Importantly, this package can perform all of the major NLP techniques and functions, such as:
- Machine translation. Machine translation refers to the use of AI to translate one human language into another. Google Translator is the one example – this application uses AI and NLP techniques to translate from one source language, such as English, into another, such as Spanish.
- Semantic analysis. Semantic analysis is the attempt to understand the meaning behind words. This is useful in, for instance, shopping or web search queries. In cases where search words are ambiguous, for instance, search engines will often attempt to understand the searcher’s intent. When search engines produce correct results in these cases, it improves the user experience, and, as a consequence, engagement.
- Topic modeling. Topic modeling is the process of extracting the specific topics within a text. A search engine that crawls a web page, for instance, may use topic modeling to determine what types of topics are discussed in that page. This information, in turn, can help the crawler decide how to categorize the page in web results.
- Text summarization. Text summarization, unsurprisingly, refers to the summarization of a text. AI software may be used to read a long paper or even a book, and then shorten that into a concise summary. This can be useful in fields such as law, which often requires the reading and analysis of lengthy texts.
- Text generation. Python can also be used with other tools, such as TensorFlow and GPT-3, to generate new text from scratch. Although this technology is still in its infancy, it promises to add new value to a wide range of fields, from marketing to law to customer care.
These are just a few examples of the many potential use cases for NLP – and all of them can easily be accomplished with Python.
Naturally, however, in order to build AI-driven NLP applications, it is important to actually know how to program in Python And NLP.
Getting Started with Python and NLP
There are quite a few places to start learning Python.
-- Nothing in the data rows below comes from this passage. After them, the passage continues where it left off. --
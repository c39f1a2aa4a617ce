use cbor_collate::{cbor_to_json_pointer, json_to_cbor_pointer, ErrorCode, JsonPointer};

fn to_cbor(text: &str) -> Vec<u8> {
    let mut out = [0u8; 128];
    let n = json_to_cbor_pointer(text.as_bytes(), &mut out).unwrap();
    out[..n].to_vec()
}

fn to_text(data: &[u8]) -> String {
    let mut out = [0u8; 128];
    let (read, n) = cbor_to_json_pointer(data, &mut out).unwrap();
    assert_eq!(read, data.len());
    String::from_utf8(out[..n].to_vec()).unwrap()
}

#[test]
fn parse_pointer_text() {
    let p = JsonPointer::parse("/a~1b/~0/0").unwrap();
    assert_eq!(p.segments(), ["a/b", "~", "0"]);
    assert_eq!(p.to_string(), "/a~1b/~0/0");

    assert!(JsonPointer::parse("").unwrap().is_root());
    assert_eq!(JsonPointer::parse("/").unwrap().segments(), [""]);
    assert_eq!("//x".parse::<JsonPointer>().unwrap().segments(), ["", "x"]);

    let e = JsonPointer::parse("a").unwrap_err();
    assert_eq!((e.code, e.offset), (ErrorCode::PointerSyntax, 0));
    let e = JsonPointer::parse("/a~2").unwrap_err();
    assert_eq!((e.code, e.offset), (ErrorCode::PointerSyntax, 2));
    let e = JsonPointer::parse("/a~").unwrap_err();
    assert_eq!((e.code, e.offset), (ErrorCode::PointerSyntax, 2));
}

#[test]
fn push_and_pop() {
    let mut p = JsonPointer::root();
    assert_eq!(p, JsonPointer::default());
    p.push("a/b");
    p.push(String::from("0"));
    assert_eq!(p.to_string(), "/a~1b/0");
    assert_eq!(p.pop().as_deref(), Some("0"));
    assert_eq!(p.pop().as_deref(), Some("a/b"));
    assert_eq!(p.pop(), None);
    assert!(p.is_root());
}

#[test]
fn text_to_cbor_pointer() {
    assert_eq!(
        to_cbor("/arr/1"),
        vec![0x9f, 0xd8, 0x25, 0x43, b'a', b'r', b'r', 0xd8, 0x25, 0x41, b'1', 0xff]
    );
    assert_eq!(to_cbor(""), vec![0x9f, 0xff]);
    assert_eq!(to_cbor("/"), vec![0x9f, 0xd8, 0x25, 0x40, 0xff]);
    assert_eq!(
        to_cbor("/a~1b"),
        vec![0x9f, 0xd8, 0x25, 0x43, b'a', b'/', b'b', 0xff]
    );
    // segments are JSON-escaped inside tag 37
    assert_eq!(
        to_cbor(r#"/a"b"#),
        vec![0x9f, 0xd8, 0x25, 0x44, b'a', b'\\', b'"', b'b', 0xff]
    );

    let mut out = [0u8; 128];
    let e = json_to_cbor_pointer(b"x", &mut out).unwrap_err();
    assert_eq!(e.code, ErrorCode::PointerSyntax);
    let mut small = [0u8; 4];
    let e = json_to_cbor_pointer(b"/arr", &mut small).unwrap_err();
    assert_eq!(e.code, ErrorCode::BufferFull);
}

#[test]
fn cbor_pointer_to_text() {
    for text in ["", "/", "/arr/1", "/a~1b/~0", r#"/a"b/\"#, "/\u{e9}t\u{e9}"] {
        assert_eq!(to_text(&to_cbor(text)), text);
    }

    // definite framing and plain text segments are accepted
    assert_eq!(to_text(&[0x82, 0x61, b'a', 0x61, b'/']), "/a/~1");
    assert_eq!(to_text(&[0x80]), "");

    let mut out = [0u8; 64];
    let (read, n) = cbor_to_json_pointer(&[0x81, 0x61, b'k', 0x00], &mut out).unwrap();
    assert_eq!((read, &out[..n]), (3, &b"/k"[..]));
}

#[test]
fn cbor_pointer_rejects_other_items() {
    let mut out = [0u8; 64];
    let cases: &[(&[u8], usize)] = &[
        (&[0x01], 0),
        (&[0xa0], 0),
        (&[0x81, 0x01], 1),
        (&[0x81, 0xd8, 0x26, 0x41, b'1'], 1),
        (&[0x81, 0x41, b'1'], 1),
    ];
    for (data, offset) in cases {
        let e = cbor_to_json_pointer(data, &mut out).unwrap_err();
        assert_eq!((e.code, e.offset), (ErrorCode::PointerSyntax, *offset), "{data:02x?}");
    }
    let e = cbor_to_json_pointer(&[0x9f, 0x61, b'k'], &mut out).unwrap_err();
    assert_eq!(e.code, ErrorCode::PointerSyntax);
}

#[test]
fn pointer_cbor_form() {
    let p = JsonPointer::parse("/x/y~0/a\"b").unwrap();
    let mut out = [0u8; 64];
    let n = p.to_cbor(&mut out).unwrap();
    assert_eq!(&out[..n], to_cbor("/x/y~0/a\"b").as_slice());

    let (back, used) = JsonPointer::from_cbor(&out[..n]).unwrap();
    assert_eq!(used, n);
    assert_eq!(back, p);
}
Here are just a few low-budget examples:
- YouTube has a wide variety of free videos that cover Python, NLP, AI, and much more
- For more in-depth NLP training, consider online education options such as Udemy, which offers courses on every topic imaginable, including Python, AI, and NLP
- Books can also be a good resource, especially those published by tech publishers, such as O’Reilly and Packt
- For those interested in pursuing Python And AI programming as a career, may study at places like Udacity, which offers “nanodegrees” on specialized topics, such as NLP
- Another option is to study at a university, either online or offline
- Finally, one can pursue real-world experience through internships or jobs
Naturally, it is best to choose the training method that best suits your goals. If you are interested in studying this for hobby, then perhaps the free or low-cost options are best. Those interested in career development or in becoming an NLP practitioner, however, should pursue more intensive education options, such as Udacity’s nanodegrees, certifications, or degrees through higher educational institutions.